Prompt:
Count the lines below in which "path" appears, then give that number by itself.

Stored items:
________________________________________
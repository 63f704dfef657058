//! End-to-end tests for the `expense-tracker` and `task-cli` binaries.
//!
//! Each test points the binary at a store inside a temp directory and checks
//! the printed messages and exit codes.

use assert_cmd::Command;
use predicates::prelude::*;
use tempfile::TempDir;

fn expense_tracker(dir: &TempDir) -> Command {
    let mut cmd = Command::cargo_bin("expense-tracker").unwrap();
    cmd.env_remove("EXPENSE_TRACKER_FILE")
        .env_remove("RUST_LOG")
        .arg("--file")
        .arg(dir.path().join("expenses.json"));
    cmd
}

fn task_cli(dir: &TempDir) -> Command {
    let mut cmd = Command::cargo_bin("task-cli").unwrap();
    cmd.env_remove("TASK_CLI_FILE")
        .env_remove("RUST_LOG")
        .arg("--file")
        .arg(dir.path().join("tasks.json"));
    cmd
}

// ─── Expense Tracker Tests ──────────────────────────────────────────────────

mod expense_cli_tests {
    use super::*;

    #[test]
    fn test_add_list_and_summarize() {
        let dir = TempDir::new().unwrap();

        expense_tracker(&dir)
            .args(["add", "--description", "Lunch", "--amount", "12.50"])
            .assert()
            .success()
            .stdout("Expense added successfully (ID: 1)\n");

        expense_tracker(&dir)
            .args(["add", "--description", "Laptop", "--amount", "1,200"])
            .assert()
            .success()
            .stdout("Expense added successfully (ID: 2)\n");

        expense_tracker(&dir)
            .arg("list")
            .assert()
            .success()
            .stdout(predicate::str::contains("Lunch").and(predicate::str::contains("$1,200.00")));

        expense_tracker(&dir)
            .arg("summary")
            .assert()
            .success()
            .stdout("Total expenses: $1,212.50\n");
    }

    #[test]
    fn test_missing_ids_are_reported_not_failed() {
        let dir = TempDir::new().unwrap();
        expense_tracker(&dir)
            .args(["update", "--id", "9", "--description", "X"])
            .assert()
            .success()
            .stdout("Expense with ID 9 not found\n");
        expense_tracker(&dir)
            .args(["delete", "--id", "9"])
            .assert()
            .success()
            .stdout("Expense with ID 9 not found\n");
        assert!(!dir.path().join("expenses.json").exists());
    }

    #[test]
    fn test_update_and_delete_success_messages() {
        let dir = TempDir::new().unwrap();
        expense_tracker(&dir)
            .args(["add", "--description", "Lunch", "--amount", "12.50"])
            .assert()
            .success();
        expense_tracker(&dir)
            .args(["update", "--id", "1", "--amount", "15"])
            .assert()
            .success()
            .stdout("Expense updated successfully\n");
        expense_tracker(&dir)
            .args(["summary"])
            .assert()
            .success()
            .stdout("Total expenses: $15.00\n");
        expense_tracker(&dir)
            .args(["delete", "--id", "1"])
            .assert()
            .success()
            .stdout("Expense deleted successfully\n");
        expense_tracker(&dir)
            .arg("list")
            .assert()
            .success()
            .stdout("No expenses found.\n");
    }

    #[test]
    fn test_huge_amounts_print_every_digit() {
        let dir = TempDir::new().unwrap();
        expense_tracker(&dir)
            .args(["add", "--description", "x", "--amount", "1e20"])
            .assert()
            .success();
        expense_tracker(&dir)
            .arg("summary")
            .assert()
            .success()
            .stdout("Total expenses: $100,000,000,000,000,000,000.00\n");
        expense_tracker(&dir)
            .arg("list")
            .assert()
            .success()
            .stdout(predicate::str::contains("$100,000,000,000,000,000,000.00"));
    }

    #[test]
    fn test_blank_month_prints_the_overall_total() {
        let dir = TempDir::new().unwrap();
        expense_tracker(&dir)
            .args(["add", "--description", "Lunch", "--amount", "12.50"])
            .assert()
            .success();
        expense_tracker(&dir)
            .args(["summary", "--month", ""])
            .assert()
            .success()
            .stdout("Total expenses: $12.50\n");
    }

    #[test]
    fn test_empty_store_messages() {
        let dir = TempDir::new().unwrap();
        expense_tracker(&dir)
            .arg("list")
            .assert()
            .success()
            .stdout("No expenses found.\n");
    }

    #[test]
    fn test_invalid_month() {
        let dir = TempDir::new().unwrap();
        expense_tracker(&dir)
            .args(["summary", "--month", "13"])
            .assert()
            .success()
            .stdout(predicate::str::contains("Invalid month: '13'"));
    }

    #[test]
    fn test_negative_amount_is_a_usage_error() {
        let dir = TempDir::new().unwrap();
        expense_tracker(&dir)
            .args(["add", "--description", "Refund", "--amount", "-5"])
            .assert()
            .failure()
            .stderr(predicate::str::contains("--amount"));
        assert!(!dir.path().join("expenses.json").exists());
    }

    #[test]
    fn test_currency_flag_changes_the_symbol() {
        let dir = TempDir::new().unwrap();
        expense_tracker(&dir)
            .args(["add", "--description", "Bread", "--amount", "3"])
            .assert()
            .success();
        expense_tracker(&dir)
            .args(["--currency", "eur", "summary"])
            .assert()
            .success()
            .stdout(predicate::str::contains("3.00"))
            .stdout(predicate::str::contains("$").not());
    }

    #[test]
    fn test_strict_flag_fails_on_garbage() {
        let dir = TempDir::new().unwrap();
        std::fs::write(dir.path().join("expenses.json"), "not json").unwrap();

        expense_tracker(&dir)
            .args(["--strict", "list"])
            .assert()
            .failure()
            .stderr(predicate::str::contains("Error:"));

        expense_tracker(&dir)
            .arg("list")
            .assert()
            .success()
            .stdout("No expenses found.\n");
    }
}

// ─── Task CLI Tests ─────────────────────────────────────────────────────────

mod task_cli_tests {
    use super::*;

    #[test]
    fn test_add_mark_and_filter() {
        let dir = TempDir::new().unwrap();

        task_cli(&dir)
            .args(["add", "Buy groceries"])
            .assert()
            .success()
            .stdout("Task added successfully (ID: 1)\n");
        task_cli(&dir)
            .args(["add", "Write report"])
            .assert()
            .success()
            .stdout("Task added successfully (ID: 2)\n");

        task_cli(&dir)
            .args(["mark-done", "1"])
            .assert()
            .success()
            .stdout("Task 1 marked as done\n");
        task_cli(&dir)
            .args(["mark-in-progress", "2"])
            .assert()
            .success()
            .stdout("Task 2 marked as in-progress\n");

        task_cli(&dir)
            .args(["list", "done"])
            .assert()
            .success()
            .stdout(
                predicate::str::contains("Buy groceries")
                    .and(predicate::str::contains("Write report").not()),
            );
    }

    #[test]
    fn test_generic_mark_accepts_status_names() {
        let dir = TempDir::new().unwrap();
        task_cli(&dir).args(["add", "a"]).assert().success();
        task_cli(&dir)
            .args(["mark", "1", "todo"])
            .assert()
            .success()
            .stdout("Task 1 marked as todo\n");
        task_cli(&dir)
            .args(["mark", "1", "in-progress"])
            .assert()
            .success()
            .stdout("Task 1 marked as in-progress\n");
        task_cli(&dir)
            .args(["mark", "2", "done"])
            .assert()
            .success()
            .stdout("Error: Task with ID 2 not found\n");
    }

    #[test]
    fn test_invalid_status_is_reported() {
        let dir = TempDir::new().unwrap();
        task_cli(&dir).args(["add", "a"]).assert().success();
        let before = std::fs::read(dir.path().join("tasks.json")).unwrap();

        task_cli(&dir)
            .args(["mark", "1", "bogus-status"])
            .assert()
            .success()
            .stdout("Error: Invalid status 'bogus-status'. Use todo, in-progress, done\n");
        assert_eq!(std::fs::read(dir.path().join("tasks.json")).unwrap(), before);
    }

    #[test]
    fn test_missing_task_and_empty_list() {
        let dir = TempDir::new().unwrap();
        task_cli(&dir)
            .arg("list")
            .assert()
            .success()
            .stdout("No tasks found\n");
        task_cli(&dir)
            .args(["delete", "3"])
            .assert()
            .success()
            .stdout("Error: Task with ID 3 not found\n");
    }

    #[test]
    fn test_update_and_delete() {
        let dir = TempDir::new().unwrap();
        task_cli(&dir).args(["add", "a"]).assert().success();
        task_cli(&dir)
            .args(["update", "1", "renamed"])
            .assert()
            .success()
            .stdout("Task 1 updated successfully\n");
        task_cli(&dir)
            .args(["delete", "1"])
            .assert()
            .success()
            .stdout("Task 1 deleted successfully\n");
        task_cli(&dir)
            .arg("list")
            .assert()
            .success()
            .stdout("No tasks found\n");
    }
}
________________________________________
Exercise output:
7